Arti Kata "buang sirih" Menurut KBBI

Arti kata, ejaan, dan contoh penggunaan kata "buang sirih" menurut Kamus Besar Bahasa Indonesia (KBBI).

buang sirih

mengeluarkan seseorang kelompok kekerabatan; menganggap seseorang bukan kerabat lagi

Bantuan Penjelasan Simbol
a Adjektiva, Merupakan Bentuk Kata Sifat
v Verba, Merupakan Bentuk Kata Kerja
n Merupakan Bentuk Kata benda
ki Merupakan Bentuk Kata kiasan
pron kata yang meliputi kata ganti, kata tunjuk, atau kata tanya
cak Bentuk kata percakapan (tidak baku)
ark Arkais, Bentuk kata yang tidak lazim digunakan
adv Adverbia, kata yang menjelaskan verba, adjektiva, adverbia lain
-- Pengganti kata "buang sirih"

📝 Contoh Penggunaan kata "buang sirih" dalam Kalimat

1.Ibu menjatuhkan keputusan untuk buang sirih adiknya karena perilakunya yang tidak pantas.
2.Pak Tua memutuskan untuk buang sirih cucunya yang terus melanggar aturan keluarga.
3.Dalam masyarakat tradisional, orang yang buang sirih anggota keluarganya akan mendapat hukuman sosial yang keras.
4.Pada acara pernikahan, pihak yang buang sirih saudara perempuan pengantin akan dianggap tidak hormat.
5.Dalam novel itu, tokoh utama akhirnya memutuskan untuk buang sirih sahabatnya yang telah membocorkan rahasia pribadinya.
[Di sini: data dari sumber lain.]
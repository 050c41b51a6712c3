//! In-memory stand-in for the remote catalogue service.

use async_trait::async_trait;
use cirrus::catalogue::CatalogueClient;
use cirrus::error::{CirrusError, CirrusResult};
use cirrus::model::{Album, Track};
use std::collections::HashMap;
use std::sync::atomic::{AtomicBool, AtomicUsize, Ordering};
use std::sync::Mutex;

pub struct MockCatalogue {
    tracks: Mutex<HashMap<String, Track>>,
    albums: Mutex<HashMap<String, Album>>,
    search_results: Mutex<Vec<Track>>,
    album_search_results: Mutex<Vec<Album>>,
    library: Mutex<Vec<Track>>,
    /// When set, every remote call fails like a network outage.
    offline: AtomicBool,
    pub track_calls: AtomicUsize,
    pub search_calls: AtomicUsize,
    pub stream_calls: AtomicUsize,
}

impl MockCatalogue {
    pub fn new() -> Self {
        Self {
            tracks: Mutex::new(HashMap::new()),
            albums: Mutex::new(HashMap::new()),
            search_results: Mutex::new(Vec::new()),
            album_search_results: Mutex::new(Vec::new()),
            library: Mutex::new(Vec::new()),
            offline: AtomicBool::new(false),
            track_calls: AtomicUsize::new(0),
            search_calls: AtomicUsize::new(0),
            stream_calls: AtomicUsize::new(0),
        }
    }

    pub fn add_track(&self, track: Track) {
        self.tracks
            .lock()
            .unwrap()
            .insert(track.file_id().to_string(), track);
    }

    pub fn add_album(&self, album: Album) {
        self.albums
            .lock()
            .unwrap()
            .insert(album.id.clone(), album);
    }

    /// What the next track searches will return.
    pub fn set_search_results(&self, tracks: Vec<Track>) {
        *self.search_results.lock().unwrap() = tracks;
    }

    pub fn set_album_search_results(&self, albums: Vec<Album>) {
        *self.album_search_results.lock().unwrap() = albums;
    }

    pub fn set_library(&self, tracks: Vec<Track>) {
        *self.library.lock().unwrap() = tracks;
    }

    pub fn set_offline(&self, offline: bool) {
        self.offline.store(offline, Ordering::SeqCst);
    }

    fn check_online(&self) -> CirrusResult<()> {
        if self.offline.load(Ordering::SeqCst) {
            Err(CirrusError::Catalogue("mock catalogue offline".to_string()))
        } else {
            Ok(())
        }
    }
}

#[async_trait]
impl CatalogueClient for MockCatalogue {
    async fn search_tracks(&self, _query: &str, limit: usize) -> CirrusResult<Vec<Track>> {
        self.search_calls.fetch_add(1, Ordering::SeqCst);
        self.check_online()?;
        let results = self.search_results.lock().unwrap();
        Ok(results.iter().take(limit).cloned().collect())
    }

    async fn search_albums(&self, _query: &str, limit: usize) -> CirrusResult<Vec<Album>> {
        self.check_online()?;
        let results = self.album_search_results.lock().unwrap();
        Ok(results.iter().take(limit).cloned().collect())
    }

    async fn track(&self, id: &str) -> CirrusResult<Track> {
        self.track_calls.fetch_add(1, Ordering::SeqCst);
        self.check_online()?;
        self.tracks
            .lock()
            .unwrap()
            .get(id)
            .cloned()
            .ok_or_else(|| CirrusError::NotFound(format!("track {}", id)))
    }

    async fn album(&self, id: &str, include_tracks: bool) -> CirrusResult<Album> {
        self.check_online()?;
        let mut album = self
            .albums
            .lock()
            .unwrap()
            .get(id)
            .cloned()
            .ok_or_else(|| CirrusError::NotFound(format!("album {}", id)))?;
        if !include_tracks {
            album.tracks.clear();
        }
        Ok(album)
    }

    async fn user_tracks(&self) -> CirrusResult<Vec<Track>> {
        self.check_online()?;
        Ok(self.library.lock().unwrap().clone())
    }

    async fn stream_url(&self, track_id: &str, device_id: &str) -> CirrusResult<String> {
        self.stream_calls.fetch_add(1, Ordering::SeqCst);
        self.check_online()?;
        Ok(format!("http://mock/stream/{}?device={}", track_id, device_id))
    }
}

/// Shorthand for building test tracks.
pub fn track(id: &str, title: &str, artist: &str, album: &str, album_id: &str, secs: u64) -> Track {
    Track {
        id: id.to_string(),
        nid: String::new(),
        title: title.to_string(),
        album: album.to_string(),
        artist: artist.to_string(),
        album_id: album_id.to_string(),
        duration_ms: secs * 1000,
    }
}
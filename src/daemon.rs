//! Command Dispatcher
//!
//! The daemon's shared session state and the state machine mapping each
//! tokenized command to a playlist mutation, a content lookup, player
//! control, or a protocol error. One `Daemon` is shared by every
//! connection; all of them observe and mutate the same playlist and
//! transport, matching the reference protocol's single-audio-output
//! assumption.

use crate::command_list::CommandList;
use crate::content::ContentProvider;
use crate::error::CirrusError;
use crate::players::{AudioPlayer, PlayerEvent, PlayerState};
use crate::playlist::Playlist;
use crate::protocol::{self, Ack, AckCode, Command, FindQuery, ListQuery};
use crate::tokenizer::Tokenizer;
use std::fmt::Write as _;
use std::sync::Arc;
use std::time::Instant;
use tokio::sync::mpsc::UnboundedReceiver;
use tokio::sync::Mutex;
use tracing::{debug, info, warn};

pub struct Daemon {
    content: Arc<ContentProvider>,
    player: Arc<dyn AudioPlayer>,
    /// The single global playlist. This mutex is the serialization
    /// boundary between command handling and end-of-stream autoplay.
    playlist: Mutex<Playlist>,
    command_list: Mutex<CommandList>,
    started_at: Instant,
}

impl Daemon {
    pub fn new(content: Arc<ContentProvider>, player: Arc<dyn AudioPlayer>) -> Self {
        Self {
            content,
            player,
            playlist: Mutex::new(Playlist::new()),
            command_list: Mutex::new(CommandList::new()),
            started_at: Instant::now(),
        }
    }

    /// Feeds one raw input line through the session state machine.
    /// Returns the bytes to write back, or `None` when the line was
    /// swallowed (buffered into an open command list, or a list-begin).
    pub async fn handle_line(&self, line: &str) -> Option<String> {
        let line = line.trim();
        let first = Tokenizer::new(line).next_param();

        let mut list = self.command_list.lock().await;
        if list.is_active() {
            if first == protocol::LIST_END {
                let ok_mode = list.ok_mode();
                let commands = list.take();
                drop(list);
                return Some(self.process_list(commands, ok_mode).await);
            }
            list.add(line);
            return None;
        }

        match first.as_str() {
            protocol::LIST_BEGIN => {
                list.begin(false);
                None
            }
            protocol::LIST_OK_BEGIN => {
                list.begin(true);
                None
            }
            _ => {
                drop(list);
                match self.process_command(line).await {
                    Ok(out) => Some(format!("{}OK\n", out)),
                    Err(ack) => Some(ack.to_string()),
                }
            }
        }
    }

    /// Replays a terminated command list. Replay stops at the first failing
    /// sub-command; whatever the earlier ones produced is still returned,
    /// followed by that one ACK. In OK mode every success is annotated with
    /// a `list_OK` marker.
    async fn process_list(&self, commands: Vec<String>, ok_mode: bool) -> String {
        let mut out = String::new();
        for (index, line) in commands.iter().enumerate() {
            match self.process_command(line).await {
                Ok(chunk) => {
                    out.push_str(&chunk);
                    if ok_mode {
                        out.push_str(protocol::LIST_OK_MARKER);
                    }
                }
                Err(ack) => {
                    out.push_str(&ack.at(index).to_string());
                    return out;
                }
            }
        }
        out.push_str("OK\n");
        out
    }

    /// Dispatches one command. On success the returned string holds the
    /// complete response body (possibly empty); on failure nothing is
    /// produced besides the ACK, so callers can cleanly distinguish the
    /// two.
    pub async fn process_command(&self, line: &str) -> Result<String, Ack> {
        let token = Tokenizer::new(line).next_param();
        let command = Command::parse(line);
        debug!("dispatching {:?}", command);

        let mut out = String::new();
        match command {
            Command::Add { id } => {
                self.playlist.lock().await.add_track(&id);
            }

            Command::AddId { id } => {
                let index = self.playlist.lock().await.add_track(&id);
                let _ = writeln!(out, "Id: {}", index);
            }

            Command::Playlist => {
                let playlist = self.playlist.lock().await;
                out.push_str(&playlist.to_string());
            }

            Command::PlaylistFind { id } => {
                let pos = self
                    .playlist
                    .lock()
                    .await
                    .track_position(&id)
                    .ok_or_else(|| Ack::new(AckCode::NoExist, &token))?;
                let track = self
                    .content
                    .find_track(&id)
                    .await
                    .map_err(|_| Ack::new(AckCode::NoExist, &token))?;
                out.push_str(&track.to_string());
                let _ = writeln!(out, "Pos: {}", pos);
                let _ = writeln!(out, "Id: {}", pos);
            }

            Command::PlaylistInfo { pos } => {
                let pos: usize = pos
                    .parse()
                    .map_err(|_| Ack::new(AckCode::NoExist, &token))?;
                let id = {
                    let playlist = self.playlist.lock().await;
                    playlist
                        .track_at_position(pos)
                        .map(str::to_string)
                        .map_err(|_| Ack::new(AckCode::NoExist, &token))?
                };
                let track = self
                    .content
                    .find_track(&id)
                    .await
                    .map_err(|_| Ack::new(AckCode::NoExist, &token))?;
                out.push_str(&track.to_string());
                let _ = writeln!(out, "Pos: {}", pos);
                let _ = writeln!(out, "Id: {}", pos);
            }

            Command::PlayId { pos } => {
                let pos: usize = pos.parse().map_err(|_| Ack::new(AckCode::Arg, &token))?;
                let id = {
                    let playlist = self.playlist.lock().await;
                    playlist
                        .track_at_position(pos)
                        .map(str::to_string)
                        .map_err(|_| Ack::new(AckCode::NoExist, &token))?
                };
                // Streaming URLs are short-lived; always resolve fresh.
                let url = self
                    .content
                    .stream_url(&id)
                    .await
                    .map_err(|_| Ack::new(AckCode::NoExist, &token))?;
                self.player
                    .play(&url)
                    .await
                    .map_err(|_| Ack::new(AckCode::System, &token))?;
                self.playlist.lock().await.set_position(pos);
            }

            Command::Stop => self.player.stop().await,

            Command::Pause => self.player.pause().await,

            Command::CurrentSong => {
                if self.player.state().await == PlayerState::Playing {
                    let id = {
                        let playlist = self.playlist.lock().await;
                        playlist
                            .current_track()
                            .map(str::to_string)
                            .map_err(|_| Ack::new(AckCode::NoExist, &token))?
                    };
                    let track = self
                        .content
                        .find_track(&id)
                        .await
                        .map_err(|_| Ack::new(AckCode::NoExist, &token))?;
                    out.push_str(&track.to_string());
                }
            }

            Command::Status => {
                let (length, position) = {
                    let playlist = self.playlist.lock().await;
                    (playlist.len(), playlist.position())
                };
                out.push_str("playlist: 0\n");
                let _ = writeln!(out, "playlistlength: {}", length);
                match self.player.state().await {
                    PlayerState::Playing => {
                        out.push_str("state: play\n");
                        let song = position.unwrap_or(0);
                        let _ = writeln!(out, "song: {}", song);
                        let _ = writeln!(out, "songid: {}", song);
                        let elapsed = self.player.position().await.as_secs();
                        let _ = writeln!(out, "elapsed: {}.00", elapsed);
                        let _ = writeln!(out, "time: {}:00", elapsed);
                    }
                    PlayerState::Stopped => out.push_str("state: stop\n"),
                }
            }

            Command::Stats => {
                let _ = writeln!(out, "uptime: {}", self.started_at.elapsed().as_secs());
            }

            Command::Outputs => {
                out.push_str("outputid: 0\n");
                out.push_str("outputname: Cirrus Output\n");
                out.push_str("outputenabled: 1\n");
            }

            Command::Commands => out.push_str(&protocol::supported_commands()),

            Command::NotCommands => out.push_str(&protocol::not_supported_commands()),

            Command::Search { query } => {
                let tracks = self
                    .content
                    .find_tracks(&query)
                    .await
                    .map_err(|e| ack_for(&e, &token))?;
                for track in &tracks {
                    out.push_str(&track.to_string());
                }
            }

            Command::Find(FindQuery::Album { name }) => {
                // Album names resolve through ids learned from earlier
                // searches; a name we have never seen is an empty result,
                // not an error.
                if let Some(album_id) = self.content.album_id_for_name(&name) {
                    let album = self
                        .content
                        .find_album(&album_id, true)
                        .await
                        .map_err(|e| ack_for(&e, &token))?;
                    for track in &album.tracks {
                        out.push_str(&track.to_string());
                    }
                }
            }

            Command::Find(FindQuery::Artist { artist, album }) => {
                let tracks = self
                    .content
                    .find_tracks_by_artist(&artist, album.as_deref().unwrap_or(""));
                for track in &tracks {
                    out.push_str(&track.to_string());
                }
            }

            Command::Find(FindQuery::Other) => {}

            Command::List(ListQuery::Artists { query }) => {
                for artist in self.content.list_artists(&query) {
                    let _ = writeln!(out, "Artist: {}", artist.name);
                }
            }

            Command::List(ListQuery::AlbumsByArtist { artist }) => {
                for album in self.content.find_albums_by_artist_name(&artist) {
                    let _ = writeln!(out, "Album: {}", album.name);
                    if !album.year.is_empty() {
                        let _ = writeln!(out, "Date: {}", album.year);
                    }
                }
            }

            Command::List(ListQuery::Albums { query }) => {
                let albums = self
                    .content
                    .find_albums(&query)
                    .await
                    .map_err(|e| ack_for(&e, &token))?;
                for album in &albums {
                    let _ = writeln!(out, "Album: {}", album.name);
                }
            }

            Command::List(ListQuery::Other) => {}

            Command::LsInfo => {
                let tracks = self
                    .content
                    .user_tracks()
                    .await
                    .map_err(|e| ack_for(&e, &token))?;
                for track in &tracks {
                    out.push_str(&track.to_string());
                }
            }

            // The catalogue boundary has no playlist listing; answered
            // empty for client compatibility.
            Command::ListPlaylists => {}

            Command::UrlHandlers | Command::TagTypes => {}

            Command::Unknown { token } => return Err(Ack::unknown(&token)),
        }

        Ok(out)
    }

    /// Drives autoplay from the player's event stream. Spawned once at
    /// startup; runs for the life of the daemon.
    pub async fn autoplay(self: Arc<Self>, mut events: UnboundedReceiver<PlayerEvent>) {
        while let Some(event) = events.recv().await {
            match event {
                PlayerEvent::EndOfStream => self.play_next().await,
            }
        }
    }

    /// Starts the track after the cursor, if there is one. The cursor only
    /// advances once the player has accepted the stream; any resolution
    /// failure leaves cursor and playback untouched. Fail-soft by design:
    /// the wire protocol has no way to report mid-autoplay errors to a
    /// client that is not polling.
    pub async fn play_next(&self) {
        let mut playlist = self.playlist.lock().await;
        let Some(next) = playlist.peek_next().map(str::to_string) else {
            debug!("end of playlist, nothing to autoplay");
            return;
        };
        match self.content.stream_url(&next).await {
            Ok(url) => match self.player.play(&url).await {
                Ok(()) => {
                    playlist.advance();
                    info!("autoplay advanced to {}", next);
                }
                Err(e) => warn!("autoplay: player rejected {}: {}", next, e),
            },
            Err(e) => warn!("autoplay: no stream for {}: {}", next, e),
        }
    }
}

/// Nearest ACK code for an internal error.
fn ack_for(err: &CirrusError, token: &str) -> Ack {
    let code = match err {
        CirrusError::NotFound(_) => AckCode::NoExist,
        _ => AckCode::System,
    };
    Ack::new(code, token)
}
📚 Artikel terkait kata "buang sirih"

Mengenal Kata 'buang sirih' - Inspirasi dan Motivasi

Mengenal Kata "Buang Sirih" - Makna Resmi dan Konteks Sosial

Kata "buang sirih" sering digunakan dalam percakapan sehari-hari, namun apa sebenarnya maknanya? Dalam bahasa Indonesia, "buang sirih" memiliki makna resmi yaitu **mengeluarkan seseorang kelompok kekerabatan** atau menganggap seseorang bukan kerabat lagi. Sejarahnya, kata ini berasal dari tradisi adat istiadat masyarakat Betawi di Jakarta, di mana seseorang yang tidak lagi dianggap sebagai anggota keluarga akan dibuang atau diusir dari rumah dan keluarga. Penggunaan kata "buang sirih" dalam kalimat alami dapat dilihat dalam contoh berikut. Misalnya, **seseorang yang telah melanggar adat istiadat** keluarganya dan tidak lagi dianggap sebagai anggota keluarga, maka ia akan **dibuang sirih** oleh keluarganya. Atau, ketika seseorang yang telah meninggalkan kebiasaan buruknya dan tidak lagi dianggap sebagai anggota kelompok, maka ia akan **dibuang sirih** dari grup tersebut. Dalam kehidupan sehari-hari, kata "buang sirih" memiliki relevansi dalam konteks sosial dan budaya Indonesia modern. Misalnya, ketika seseorang yang telah melakukan kesalahan besar dan tidak lagi dianggap sebagai anggota masyarakat, maka ia akan **dibuang sirih** oleh masyarakat. Atau, ketika seseorang yang telah meninggalkan identitasnya dan tidak lagi dianggap sebagai bagian dari komunitas, maka ia akan **dibuang sirih** dari komunitas tersebut. Dalam kesimpulan, kata "buang sirih" memiliki makna resmi yang luas dan relevan dalam kehidupan sehari-hari. **Mengerti makna dan konteks kata "buang sirih"** dapat membantu kita memahami peran dan fungsi kata ini dalam percakapan sehari-hari.